Com a inflação domada no curto prazo, o Banco Central tem espaço para ser mais agressivo na condução da política monetária – especialmente se usar a margem de manobra que possui para adotar uma visão, digamos, mais holística dos determinantes das expectativas inflacionárias. A nova diretoria tem cacife para correr o risco e, a julgar pela ata da última reunião, o Copom não descarta acelerar o passo da redução do juro. Na verdade, é possível argumentar que, com a inflação gravitando próxima da meta, faz sentido chegar mais rapidamente ao “juro neutro” – compatível com manutenção da inflação.

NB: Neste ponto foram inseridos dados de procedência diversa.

impl CacheTarget {
    /// Creates a target for `schema` over `store`.
    #[must_use]
    pub fn new(store: Arc<dyn TableStore>, schema: Arc<ResolvedSchema>) -> Self {
        Self {
            store,
            schema,
            write_lock: Mutex::new(()),
        }
    }

    /// Schema the target writes.
    pub fn schema(&self) -> &Arc<ResolvedSchema> {
        &self.schema
    }

    /// Creates every flat table that does not exist yet.
    ///
    /// # Errors
    ///
    /// Returns a storage error if a table cannot be created.
    pub fn create_tables(&self) -> CoreResult<()> {
        for flat in self.schema.flat_collections() {
            if !self.store.has_table(flat.name())? {
                debug!(collection = %flat.name(), "creating table");
                self.store.create_table(flat.schema.to_table_schema())?;
            }
        }
        Ok(())
    }

    /// Drops every flat table of the schema.
    ///
    /// # Errors
    ///
    /// Returns a storage error if a drop fails.
    pub fn drop_tables(&self) -> CoreResult<()> {
        for flat in self.schema.flat_collections() {
            if self.store.drop_table(flat.name())? {
                debug!(collection = %flat.name(), "dropped table");
            }
        }
        Ok(())
    }

    /// Applies one dump page.
    ///
    /// The first page of a dump empties every table of the namespace. The
    /// page is written as one store batch.
    ///
    /// # Errors
    ///
    /// Returns a storage error; entries with an unexpected shape are logged
    /// and skipped instead.
    pub fn apply_dump(&self, entries: &[Entry], is_first_page: bool) -> CoreResult<ApplyStats> {
        let _guard = self.write_lock.lock();
        let mut stats = ApplyStats::default();
        let mut ops = Vec::new();

        if is_first_page {
            for flat in self.schema.flat_collections() {
                if self.store.has_table(flat.name())? {
                    ops.push(TableOp::Truncate(flat.name().to_string()));
                }
            }
        }

        let mut rows = Vec::new();
        for entry in entries {
            let Some(prepared) = self.prepare(entry, &mut stats) else {
                continue;
            };
            stats.entries_applied += 1;
            rows.extend(prepared.rows);
        }
        // Upserts keep a replayed page idempotent.
        ops.extend(upserts(rows));

        stats.rows_written += self.store.apply_batch(ops)?.rows_written;
        debug!(
            entries = entries.len(),
            rows = stats.rows_written,
            first_page = is_first_page,
            "applied dump page"
        );
        Ok(stats)
    }

    /// Applies one delta batch: deletions first, then upserts.
    ///
    /// An updated record replaces its whole subtree: its virtual child rows
    /// are removed before the new rows are written. The batch is written as
    /// one store batch.
    ///
    /// # Errors
    ///
    /// Returns a storage error; entries with an unexpected shape are logged
    /// and skipped instead.
    pub fn apply_delta(&self, batch: &DeltaBatch) -> CoreResult<ApplyStats> {
        let _guard = self.write_lock.lock();
        let mut stats = ApplyStats::default();
        let mut ops = Vec::new();

        for entry in &batch.deleted_entries {
            self.delete_entry(entry, &mut stats, &mut ops)?;
        }

        for entry in &batch.new_or_updated_entries {
            let Some(prepared) = self.prepare(entry, &mut stats) else {
                continue;
            };
            ops.extend(child_deletes(prepared.collection, &prepared.id));
            ops.extend(upserts(prepared.rows));
            stats.entries_applied += 1;
        }

        let written = self.store.apply_batch(ops)?;
        stats.rows_written += written.rows_written;
        stats.rows_deleted += written.rows_deleted;
        debug!(
            upserts = batch.new_or_updated_entries.len(),
            deletes = batch.deleted_entries.len(),
            rows_written = stats.rows_written,
            rows_deleted = stats.rows_deleted,
            "applied delta batch"
        );
        Ok(stats)
    }

    fn delete_entry(
        &self,
        entry: &Entry,
        stats: &mut ApplyStats,
        ops: &mut Vec<TableOp>,
    ) -> CoreResult<()> {
        let Some(collection) = self.schema.collection(&entry.collection) else {
            error!(collection = %entry.collection, "deleted entry for unknown collection, skipping");
            stats.entries_skipped += 1;
            return Ok(());
        };
        if entry.record.is_empty() {
            warn!(collection = %entry.collection, "deleted entry has an empty predicate, skipping");
            stats.entries_skipped += 1;
            return Ok(());
        }

        let predicate = Filter::matching(&entry.record);
        let key = &collection.primary_key;
        let ids: Vec<Value> = match entry.record.get(key) {
            Some(id) if !id.is_null() => vec![id.clone()],
            _ => self
                .store
                .query(
                    collection.name(),
                    &Query::new(predicate.clone()).with_projection([key.as_str()]),
                )?
                .into_iter()
                .filter_map(|mut row| row.remove(key))
                .collect(),
        };

        for id in &ids {
            ops.extend(child_deletes(collection, id));
        }
        ops.push(TableOp::Delete {
            table: collection.name().to_string(),
            filter: predicate,
        });
        stats.entries_applied += 1;
        Ok(())
    }

    fn prepare<'a>(&'a self, entry: &Entry, stats: &mut ApplyStats) -> Option<PreparedEntry<'a>> {
        let Some(collection) = self.schema.collection(&entry.collection) else {
            error!(collection = %entry.collection, "entry for unknown collection, skipping");
            stats.entries_skipped += 1;
            return None;
        };

        let recognized = entry
            .record
            .keys()
            .filter(|k| collection.schema.fields.contains_key(k.as_str()))
            .count();
        if recognized == 0 {
            error!(collection = %entry.collection, "entry has no recognized fields, skipping");
            stats.entries_skipped += 1;
            return None;
        }

        let id = match entry.record.get(&collection.primary_key) {
            Some(id) if !id.is_null() => id.clone(),
            _ => {
                error!(
                    collection = %entry.collection,
                    primary_key = %collection.primary_key,
                    "entry has no primary key, skipping"
                );
                stats.entries_skipped += 1;
                return None;
            }
        };

        let mut dropped = Vec::new();
        let mut rows = Vec::new();
        for flat_row in collection.flatten(&entry.record) {
            let Some(flat) = collection.flat_collection(&flat_row.model_path) else {
                continue;
            };
            let mut row = Row::new();
            for (column, value) in flat_row.row {
                if flat.has_field(&column) {
                    row.insert(column, value);
                } else {
                    dropped.push(path::join(&flat_row.model_path, &path::unescape(&column)));
                }
            }
            rows.push((flat.name().to_string(), row));
        }

        if !dropped.is_empty() {
            warn!(collection = %entry.collection, fields = ?dropped, "dropping unknown fields");
            stats.fields_dropped += dropped.len() as u64;
        }

        Some(PreparedEntry {
            collection,
            id,
            rows,
        })
    }
}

É verdade que ninguém conhece esse valor, mas muito provavelmente ele é bem inferior aos 12,25% atuais. Uma conta de padaria é tomar o juro real de equilíbrio no mundo desenvolvido (cerca de 2%), adicionar o risco Brasil (também cerca de 2%) e a meta de inflação (4,5%). Esta conta dá 8,5%. Portanto, se o BC topar reduzir a Selic em passos de 100 pontos, o “juro neutro” seria atingido após quatro reuniões, com o ajuste derradeiro de 75 pontos, havendo tempo de sobra para reavaliar a estratégia se as condições exigirem. No momento em que este texto foi redigido, no final da semana passada, o mercado financeiro atribuía probabilidade de cerca de 60% para uma aceleração do ritmo de queda da Selic de 75 para 100 pontos. Acho que a probabilidade é maior do que essa.

A queda do juro deverá fazer muita diferença, especialmente no alívio do estresse de crédito para as empresas, fundamental para dar suporte à confiança e ao crescimento.